El Zoco Grande, hoy Plaza del 9 de abril de 1947
Detalle de la fotografía anterior. La puerta de Bab Fahs, entrada de la Medina. Las dos fotografías son de mayo del 2010

jueves, 22 de marzo de 2012

RECUERDO DE JACINTO MATUTE


Pensaba mucho y hablaba poco. Y cuando hablaba lo hacía en voz baja. Disfrutaba la vida, y su vida eran sólo paseos y lecturas. Siempre sólo. A la caída de la tarde cenaba, durante muchos años en una tasca de la calle de la Luna, y en los últimos tiempos en otra tasca de la calle de Fomento. Desde los ventanales del salón de su casa –que era un modesto apartamento de la plaza de España− se veía la cornisa del Palacio Real y la cúpula de la Almudena, y abajo un tablero cubista de tejados rojos. A veces se sentaba frente a uno de los pianos de cola que, encajados uno en otro, ocupaban casi todo el salón. ¿Qué tocas cuando está sólo?, le pregunté. Y sonriendo –sonreía siempre, para borrar cualquier atisbo de solemnidad en sus palabras− me contestó músicas crepusculares.

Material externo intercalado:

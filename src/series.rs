//! Series extraction
//!
//! Helpers that turn the raw reading and assessment lists into the numeric
//! series the detectors and the correlation engine work on. Non-finite values
//! are dropped here so nothing downstream has to guard against NaN.

use crate::catalog::BiomarkerCatalog;
use crate::types::{BiomarkerKind, BiomarkerReading, MoodAssessment, MoodMetric, SeriesKey};
use chrono::NaiveDate;
use std::collections::BTreeMap;

/// Values for one calendar day per series (UTC)
pub type DailySeries = BTreeMap<NaiveDate, f64>;

/// The `limit` most recent values of `kind`, newest first.
///
/// Readings sharing a timestamp keep their input order reversed, so the one
/// supplied last counts as the newest.
pub fn recent_biomarker_values(
    readings: &[BiomarkerReading],
    kind: &BiomarkerKind,
    limit: usize,
) -> Vec<f64> {
    let points = readings
        .iter()
        .filter(|r| &r.biomarker_type == kind)
        .map(|r| (r.timestamp, r.value));
    newest_first(points, limit)
}

/// The `limit` most recent values of `metric`, newest first.
///
/// Assessments without a value for `metric` are skipped.
pub fn recent_mood_values(moods: &[MoodAssessment], metric: MoodMetric, limit: usize) -> Vec<f64> {
    let points = moods
        .iter()
        .filter_map(|m| m.value(metric).map(|v| (m.timestamp, v)));
    newest_first(points, limit)
}

fn newest_first<T>(points: impl Iterator<Item = (T, f64)>, limit: usize) -> Vec<f64>
where
    T: Ord,
{
    let mut indexed: Vec<(T, usize, f64)> = points
        .filter(|(_, v)| v.is_finite())
        .enumerate()
        .map(|(i, (ts, v))| (ts, i, v))
        .collect();

    indexed.sort_by(|a, b| b.0.cmp(&a.0).then(b.1.cmp(&a.1)));
    indexed.into_iter().take(limit).map(|(_, _, v)| v).collect()
}

/// Biomarker kinds present in `readings`: catalog order first, then unknown
/// kinds in first-seen order
pub fn kinds_present(readings: &[BiomarkerReading], catalog: &BiomarkerCatalog) -> Vec<BiomarkerKind> {
    let mut kinds: Vec<BiomarkerKind> = catalog
        .kinds()
        .filter(|k| readings.iter().any(|r| &r.biomarker_type == *k))
        .cloned()
        .collect();

    for reading in readings {
        if !kinds.contains(&reading.biomarker_type) {
            kinds.push(reading.biomarker_type.clone());
        }
    }

    kinds
}

/// Collapse a series to one value per calendar day; the latest timestamp on a
/// day wins, ties resolved by input order
pub fn daily_series(
    key: &SeriesKey,
    readings: &[BiomarkerReading],
    moods: &[MoodAssessment],
) -> DailySeries {
    let mut points: Vec<(chrono::DateTime<chrono::Utc>, f64)> = match key {
        SeriesKey::Biomarker(kind) => readings
            .iter()
            .filter(|r| &r.biomarker_type == kind)
            .map(|r| (r.timestamp, r.value))
            .collect(),
        SeriesKey::Mood(metric) => moods
            .iter()
            .filter_map(|m| m.value(*metric).map(|v| (m.timestamp, v)))
            .collect(),
    };

    // Stable sort keeps input order among equal timestamps
    points.sort_by_key(|(ts, _)| *ts);

    let mut series = DailySeries::new();
    for (ts, value) in points {
        if value.is_finite() {
            series.insert(ts.date_naive(), value);
        }
    }
    series
}

/// Paired values for the days present in both series, in date order
pub fn align_daily(a: &DailySeries, b: &DailySeries) -> (Vec<f64>, Vec<f64>) {
    a.iter()
        .filter_map(|(day, &x)| b.get(day).map(|&y| (x, y)))
        .unzip()
}

pub fn mean(values: &[f64]) -> Option<f64> {
    if values.is_empty() {
        return None;
    }
    Some(values.iter().sum::<f64>() / values.len() as f64)
}

/// Number of non-finite values across every series in the inputs
pub fn count_non_finite(readings: &[BiomarkerReading], moods: &[MoodAssessment]) -> usize {
    let biomarker = readings.iter().filter(|r| !r.value.is_finite()).count();
    let mood = moods
        .iter()
        .flat_map(|m| MoodMetric::ALL.into_iter().filter_map(move |metric| m.value(metric)))
        .filter(|v| !v.is_finite())
        .count();
    biomarker + mood
}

Algunas tardes tocó en mi casa, antes de cenar. Con la tapa del piano vertical cubierta de libros apilados, con las cuerdas mal templadas, con algunas teclas más flojas que las otras… daba lo mismo. La habitación se trasfiguraba, se elevaba arrebatada por la catarata de notas que fluían, limpísimas, en torrente.

También tocó en la presentación de dos  libros míos. Para Música y poesía del tango preparó un programa en dos partes, la primera con tangos compuestos por  Gardel y la segunda, que él disfrutó más, con tangos de Albéniz, de Milhaud, de Ernesto Nazareth, de Satie, de Kurt Weil. Para Felisberto Hernández-El tejido del recuerdo interpretó las partituras de Felisberto que me envió su familia desde Montevideo. Era la primera vez que se tocaban en España, y quizá en Europa. Algunas de las personas que asistieron me recuerdan de vez en cuando la interpretación de Negros que hizo Jacinto Matute aquella tarde de noviembre de 2005: con qué prodigiosa sonoridad los acordes más graves imitaban esos golpes de tambor que son la médula del candombe. Para otro libro, Las ninfas de Madrid, ya había pensado –sin que yo le dijera nada− en las ilustraciones musicales: las dos Ondinas, la de Ravel y la de Debussy, y alguna otra pieza. La generosidad de mejor ley se anticipa siempre.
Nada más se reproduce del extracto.